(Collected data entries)

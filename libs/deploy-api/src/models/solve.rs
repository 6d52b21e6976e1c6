//! Build engine solve status
//!
//! Mirrors the JSON shape the build engine emits for every status update:
//! PascalCase keys, byte payloads as base64 strings.

use base64::{engine::general_purpose::STANDARD, Engine as _};
use chrono::{DateTime, Utc};
use serde::{Deserialize, Deserializer, Serialize, Serializer};

/// One status update from the build engine
#[derive(Debug, Clone, Default, PartialEq, Serialize, Deserialize)]
#[serde(rename_all = "PascalCase")]
pub struct SolveStatus {
    #[serde(default, deserialize_with = "null_as_empty")]
    pub vertexes: Vec<Vertex>,
    #[serde(default, deserialize_with = "null_as_empty")]
    pub statuses: Vec<VertexStatus>,
    #[serde(default, deserialize_with = "null_as_empty")]
    pub logs: Vec<VertexLog>,
}

/// A step of the build graph
#[derive(Debug, Clone, Default, PartialEq, Serialize, Deserialize)]
#[serde(rename_all = "PascalCase")]
pub struct Vertex {
    pub digest: String,
    #[serde(default)]
    pub name: String,
    #[serde(default)]
    pub started: Option<DateTime<Utc>>,
    #[serde(default)]
    pub completed: Option<DateTime<Utc>>,
    #[serde(default)]
    pub cached: bool,
    #[serde(default)]
    pub error: String,
}

/// Progress of a named transfer (layer pull, context upload, export)
#[derive(Debug, Clone, Default, PartialEq, Serialize, Deserialize)]
#[serde(rename_all = "PascalCase")]
pub struct VertexStatus {
    #[serde(rename = "ID")]
    pub id: String,
    #[serde(default)]
    pub vertex: String,
    #[serde(default)]
    pub name: String,
    #[serde(default)]
    pub total: i64,
    #[serde(default)]
    pub current: i64,
    #[serde(default)]
    pub started: Option<DateTime<Utc>>,
    #[serde(default)]
    pub completed: Option<DateTime<Utc>>,
}

/// Output produced by a build step
#[derive(Debug, Clone, Default, PartialEq, Serialize, Deserialize)]
#[serde(rename_all = "PascalCase")]
pub struct VertexLog {
    #[serde(default)]
    pub vertex: String,
    #[serde(default)]
    pub stream: i32,
    #[serde(default, with = "base64_bytes")]
    pub data: Vec<u8>,
    #[serde(default)]
    pub timestamp: Option<DateTime<Utc>>,
}

impl SolveStatus {
    /// Decode a status from its JSON encoding
    pub fn from_slice(bytes: &[u8]) -> Result<Self, serde_json::Error> {
        serde_json::from_slice(bytes)
    }
}

fn null_as_empty<'de, D, T>(deserializer: D) -> Result<Vec<T>, D::Error>
where
    D: Deserializer<'de>,
    T: Deserialize<'de>,
{
    let value: Option<Vec<T>> = Option::deserialize(deserializer)?;
    Ok(value.unwrap_or_default())
}

pub(crate) mod base64_bytes {
    use super::*;

    pub fn serialize<S: Serializer>(bytes: &[u8], serializer: S) -> Result<S::Ok, S::Error> {
        serializer.serialize_str(&STANDARD.encode(bytes))
    }

    pub fn deserialize<'de, D: Deserializer<'de>>(deserializer: D) -> Result<Vec<u8>, D::Error> {
        let encoded: Option<String> = Option::deserialize(deserializer)?;
        match encoded {
            Some(s) => STANDARD.decode(s.as_bytes()).map_err(serde::de::Error::custom),
            None => Ok(Vec::new()),
        }
    }
}
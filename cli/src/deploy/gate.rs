//! Pre-deploy checks on the source directory

use std::path::Path;

use async_trait::async_trait;
use tokio::fs;
use tracing::debug;

use crate::errors::CliError;
use crate::storage::app_config::{AppConfig, APP_CONFIG_DIR, APP_CONFIG_FILE};

/// Name of the service that must exist for a deploy to make sense
pub const WEB_SERVICE: &str = "web";

/// Decides whether a directory may be deployed
#[async_trait]
pub trait DeployGate: Send + Sync {
    /// `Ok` when the deploy may proceed, otherwise
    /// [`CliError::GateRejected`] carrying the reason and a remedy.
    async fn check_allowed(&self, dir: &Path) -> Result<(), CliError>;
}

/// Accepts every directory
#[derive(Debug, Clone, Copy, Default)]
pub struct AllowAll;

#[async_trait]
impl DeployGate for AllowAll {
    async fn check_allowed(&self, _dir: &Path) -> Result<(), CliError> {
        Ok(())
    }
}

/// Requires an existing directory that defines a web service, either in
/// the app config or in a `Procfile`
#[derive(Debug, Clone, Copy, Default)]
pub struct DirectoryGate;

fn rejected(reason: impl Into<String>, remedy: impl Into<String>) -> CliError {
    CliError::GateRejected {
        reason: reason.into(),
        remedy: remedy.into(),
    }
}

#[async_trait]
impl DeployGate for DirectoryGate {
    async fn check_allowed(&self, dir: &Path) -> Result<(), CliError> {
        let metadata = match fs::metadata(dir).await {
            Ok(metadata) => metadata,
            Err(_) => {
                return Err(rejected(
                    format!("deployment directory does not exist: {}", dir.display()),
                    "Ensure you are running the deploy command from the correct directory",
                ))
            }
        };
        if !metadata.is_dir() {
            return Err(rejected(
                format!("deployment path is not a directory: {}", dir.display()),
                "Provide a valid directory path for deployment",
            ));
        }

        let config = AppConfig::load(dir).await.map_err(|e| {
            rejected(
                format!("invalid app config: {}", e),
                format!("Fix the syntax of {}/{}", APP_CONFIG_DIR, APP_CONFIG_FILE),
            )
        })?;
        if config.as_ref().is_some_and(|c| c.has_service(WEB_SERVICE)) {
            debug!("web service defined in app config");
            return Ok(());
        }

        let procs = read_procfile(dir).await.map_err(|e| {
            rejected(
                format!("failed to parse Procfile: {}", e),
                "Use one `name: command` entry per line in Procfile",
            )
        })?;
        if procs.iter().any(|(name, command)| name == WEB_SERVICE && !command.is_empty()) {
            debug!("web service defined in Procfile");
            return Ok(());
        }

        Err(rejected(
            "no 'web' service defined",
            format!(
                "Define a web service that binds to $PORT.\n\
                 Option 1: Add to {dir}/{file}:\n  \
                 {{\"services\": {{\"web\": {{\"command\": \"your-start-command\"}}}}}}\n\
                 Option 2: Add to Procfile:\n  \
                 web: your-start-command",
                dir = APP_CONFIG_DIR,
                file = APP_CONFIG_FILE,
            ),
        ))
    }
}

/// `(name, command)` entries of the directory's Procfile; empty when there is none
async fn read_procfile(dir: &Path) -> Result<Vec<(String, String)>, String> {
    let Ok(contents) = fs::read_to_string(dir.join("Procfile")).await else {
        return Ok(Vec::new());
    };
    parse_procfile(&contents)
}

fn parse_procfile(contents: &str) -> Result<Vec<(String, String)>, String> {
    let mut procs = Vec::new();
    for (index, line) in contents.lines().enumerate() {
        let line = line.trim();
        if line.is_empty() || line.starts_with('#') {
            continue;
        }
        let Some((name, command)) = line.split_once(':') else {
            return Err(format!("invalid line {}: {:?}", index + 1, line));
        };
        procs.push((name.trim().to_string(), command.trim().to_string()));
    }
    Ok(procs)
}
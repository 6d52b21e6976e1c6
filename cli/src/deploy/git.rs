//! Git metadata of the deployed directory

use std::path::Path;

use chrono::{DateTime, Utc};
use deploy_api::models::GitInfo;
use tokio::process::Command;
use tracing::debug;

use crate::errors::CliError;
use crate::utils::sha256_hash;

/// Inspect the repository containing `dir`.
///
/// Best effort: returns `None` when `dir` is not inside a repository or git
/// is unavailable. Individual fields that cannot be read stay empty.
pub async fn inspect(dir: &Path) -> Option<GitInfo> {
    if run_git(dir, &["rev-parse", "--git-dir"]).await.is_err() {
        debug!(dir = %dir.display(), "not a git repository, skipping git info");
        return None;
    }

    let sha = match run_git(dir, &["rev-parse", "HEAD"]).await {
        Ok(sha) => sha,
        Err(e) => {
            debug!("unable to resolve HEAD: {}", e);
            return None;
        }
    };

    let branch = match run_git(dir, &["rev-parse", "--abbrev-ref", "HEAD"]).await {
        Ok(branch) => branch,
        Err(_) => run_git(dir, &["symbolic-ref", "--short", "HEAD"])
            .await
            .unwrap_or_default(),
    };

    let status = run_git(dir, &["status", "--porcelain"]).await.unwrap_or_default();
    let is_dirty = !status.is_empty();
    let working_tree_hash = if is_dirty {
        let diff = run_git(dir, &["diff", "HEAD"]).await.unwrap_or_default();
        let mut state = status.into_bytes();
        state.extend_from_slice(diff.as_bytes());
        sha256_hash(&state)[..8].to_string()
    } else {
        String::new()
    };

    let commit_timestamp = run_git(dir, &["log", "-1", "--pretty=%cI"])
        .await
        .ok()
        .and_then(|ts| DateTime::parse_from_rfc3339(&ts).ok())
        .map(|ts| ts.with_timezone(&Utc));

    Some(GitInfo {
        sha,
        branch,
        repository: run_git(dir, &["config", "--get", "remote.origin.url"])
            .await
            .unwrap_or_default(),
        is_dirty,
        working_tree_hash,
        commit_message: run_git(dir, &["log", "-1", "--pretty=%B"]).await.unwrap_or_default(),
        commit_author_name: run_git(dir, &["log", "-1", "--pretty=%an"]).await.unwrap_or_default(),
        commit_author_email: run_git(dir, &["log", "-1", "--pretty=%ae"]).await.unwrap_or_default(),
        commit_timestamp,
    })
}

/// Run a git command in `dir` and return its trimmed stdout
async fn run_git(dir: &Path, args: &[&str]) -> Result<String, CliError> {
    let output = Command::new("git")
        .current_dir(dir)
        .args(args)
        .output()
        .await?;

    if !output.status.success() {
        return Err(CliError::Internal(format!(
            "git {} failed: {}",
            args.join(" "),
            String::from_utf8_lossy(&output.stderr).trim()
        )));
    }

    Ok(String::from_utf8_lossy(&output.stdout).trim().to_string())
}

/// First eight characters of a commit id
pub fn short_sha(sha: &str) -> &str {
    sha.get(..8).unwrap_or(sha)
}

Task description:
Of all the entries above, repeat only the lines from the line that has "the source directory" to the line that has "to make sense", both lines included, exactly.

Solution:
//! Pre-deploy checks on the source directory

use std::path::Path;

use async_trait::async_trait;
use tokio::fs;
use tracing::debug;

use crate::errors::CliError;
use crate::storage::app_config::{AppConfig, APP_CONFIG_DIR, APP_CONFIG_FILE};

/// Name of the service that must exist for a deploy to make sense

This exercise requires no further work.